Le Conseil de sécurité de l'ONU votera jeudi sur les colonies israéliennes (diplomates)

Le Conseil de sécurité de l'ONU doit voter jeudi sur un projet de résolution proposé par l'Egypte et réclamant qu'Israël cesse ses activités de colonisation dans les territoires palestiniens et à Jérusalem-Est, ont affirmé mercredi des diplomates.

Une résolution similaire s'était heurtée au veto des Etats-Unis en 2011 et la probabilité que la proposition égyptienne aboutisse est incertaine.

Le vote à New York est prévu à 15H00 (20H00 GMT) jeudi.

Les Nations unies considèrent cette colonisation comme illégale au regard du droit international et ont appelé à plusieurs reprises Israël à y mettre fin. Malgré cela, des responsables onusiens ont constaté une augmentation des constructions en territoires palestiniens ces derniers mois.

Le projet de résolution exhorte l'Etat hébreux à "cesser immédiatement et complètement toute activité de colonisation en territoire palestinien occupé, dont Jérusalem-Est".

Ces colonisations sont considérées comme un frein majeur au processus de paix israélo-palestinien, les constructions étant effectuées sur des terres sur lesquelles les Palestiniens envisagent l'Etat auquel ils aspirent.

Selon le projet de résolution égyptien, les colonies "mettent gravement en péril la viabilité de la solution à deux Etats", qui ferait coexister Israël avec un Etat palestinien.

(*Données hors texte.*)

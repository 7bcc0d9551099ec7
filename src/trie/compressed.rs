//! The compressed terminal: up to 255 uniform-length entries bit-packed
//! into seven words of payload.
//!
//! Keys are stored biased by `key_offset` so only the spread costs bits;
//! when the keys form a dense run (`key_offset + i`) they cost no bits at
//! all and only the values are stored. Entries that don't fit the payload
//! fall through to a branching node.

use crate::alloc::MemoryAllocator;
use crate::error::{Error, Result};
use crate::key::KeyFragment;
use crate::node_alloc;
use crate::trie::gc_list::GcList;
use crate::trie::node::LocalNode;
use crate::trie::ptr::{NodeType, State, TriePtr};

pub const MAX_ENTRIES: usize = 255;
const DATA_WORDS: usize = 7;
const BITS_AVAIL: u32 = DATA_WORDS as u32 * 64;
const ALIGN_BITS: u32 = 3;

#[repr(C)]
#[derive(Clone, Copy, bytemuck::Pod, bytemuck::Zeroable)]
pub struct CompressedRepr {
    key_len: u8,
    /// Zero means keys are implicit: `key_offset + index`.
    key_bits: u8,
    value_bits: u8,
    size: u8,
    key_offset: u32,
    data: [u64; DATA_WORDS],
}

const _: () = assert!(std::mem::size_of::<CompressedRepr>() == 64);

fn write_bits(data: &mut [u64; DATA_WORDS], pos: u32, val: u64, n: u32) {
    if n == 0 {
        return;
    }
    debug_assert!(pos + n <= BITS_AVAIL);
    let val = if n == 64 { val } else { val & ((1u64 << n) - 1) };
    let w = (pos / 64) as usize;
    let off = pos % 64;
    let spread = (val as u128) << (128 - n as u128 - off as u128);
    data[w] |= (spread >> 64) as u64;
    if off + n > 64 {
        data[w + 1] |= spread as u64;
    }
}

fn read_bits(data: &[u64; DATA_WORDS], pos: u32, n: u32) -> u64 {
    if n == 0 {
        return 0;
    }
    debug_assert!(pos + n <= BITS_AVAIL);
    let w = (pos / 64) as usize;
    let off = pos % 64;
    let hi = data[w] as u128;
    let lo = if w + 1 < DATA_WORDS { data[w + 1] as u128 } else { 0 };
    ((((hi << 64) | lo) << off) >> (128 - n)) as u64
}

fn bits_needed(v: u64) -> u32 {
    64 - v.leading_zeros()
}

fn repr<'a>(area: &'a MemoryAllocator, ptr: TriePtr) -> Result<&'a CompressedRepr> {
    Ok(unsafe { &*area.region().at::<CompressedRepr>(ptr.offset(ALIGN_BITS, 0))? })
}

/// Try to compress sorted, uniform-length entries. `None` when the packed
/// form doesn't fit the payload or the key bias doesn't apply.
pub fn try_alloc(
    area: &MemoryAllocator,
    entries: &[(KeyFragment, u64)],
    state: State,
    gc: &mut GcList,
) -> Result<Option<TriePtr>> {
    let n = entries.len();
    if n < 2 || n > MAX_ENTRIES {
        return Ok(None);
    }
    let key_len = entries[0].0.bits();
    debug_assert!(key_len <= 64);

    let base = entries[0].0.get_key();
    if base > u32::MAX as u64 {
        return Ok(None);
    }
    let last = entries[n - 1].0.get_key();

    // Dense run of keys? Then they're implicit.
    let implicit = entries
        .iter()
        .enumerate()
        .all(|(i, (k, _))| k.get_key() == base + i as u64);
    let key_bits = if implicit {
        0
    } else {
        bits_needed(last - base).max(1)
    };
    let value_bits = entries
        .iter()
        .map(|(_, v)| bits_needed(*v))
        .max()
        .unwrap_or(0);

    if (n as u32) * (key_bits + value_bits) > BITS_AVAIL {
        return Ok(None);
    }

    let mut r = CompressedRepr {
        key_len: key_len as u8,
        key_bits: key_bits as u8,
        value_bits: value_bits as u8,
        size: n as u8,
        key_offset: base as u32,
        data: [0; DATA_WORDS],
    };
    let mut pos = 0;
    for (k, v) in entries {
        write_bits(&mut r.data, pos, k.get_key() - base, key_bits);
        pos += key_bits;
        write_bits(&mut r.data, pos, *v, value_bits);
        pos += value_bits;
    }

    let offset = area.node_alloc.alloc_value(r)?;
    let ptr = TriePtr::indirect(NodeType::CompressedTerm, state, offset, ALIGN_BITS, 0, 0);
    gc.add_new(ptr);
    Ok(Some(ptr))
}

pub fn size(area: &MemoryAllocator, ptr: TriePtr) -> Result<u64> {
    Ok(repr(area, ptr)?.size as u64)
}

pub fn local(area: &MemoryAllocator, ptr: TriePtr) -> Result<LocalNode> {
    let r = repr(area, ptr)?;
    let (kb, vb) = (r.key_bits as u32, r.value_bits as u32);
    let mut entries = Vec::with_capacity(r.size as usize);
    let mut pos = 0;
    for i in 0..r.size as usize {
        let stored = read_bits(&r.data, pos, kb);
        pos += kb;
        let value = read_bits(&r.data, pos, vb);
        pos += vb;
        let key = if kb == 0 { i as u64 } else { stored } + r.key_offset as u64;
        entries.push((KeyFragment::new(key, r.key_len as u32), value));
    }
    if entries.windows(2).any(|w| w[0].0 >= w[1].0) {
        return Err(Error::Integrity {
            offset: ptr.offset(ALIGN_BITS, 0),
            detail: "compressed node keys out of order",
        });
    }
    Ok(LocalNode::Terminal { entries })
}

pub fn deallocate(area: &MemoryAllocator, ptr: TriePtr) -> Result<()> {
    area.node_alloc.deallocate(
        ptr.offset(ALIGN_BITS, 0),
        std::mem::size_of::<CompressedRepr>() as u64,
    )
}

pub fn direct_mem_usage(_area: &MemoryAllocator, _ptr: TriePtr) -> Result<u64> {
    node_alloc::adjust_size(std::mem::size_of::<CompressedRepr>() as u64)
}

Mettre fin à la colonisation est "essentiel pour sauver la solution à deux Etats", affirme le projet de résolution, qui appelle à prendre des mesures "immédiatement pour renverser la tendance négative sur le terrain".

Dans la foulée de l'élection de Donald Trump en novembre aux Etats-Unis, Israël a relancé un projet de construction de 500 logements pour des colons juifs à Jérusalem-Est.

Les diplomates aux Nations unies spéculent depuis plusieurs semaines sur un possible changement d'orientation de l'administration du président sortant Barack Obama. Ils se demandent notamment si, à quelque jours de son départ de la Maison Blanche, les Etats-Unis pourraient ne pas mettre leur veto à un tel projet de résolution.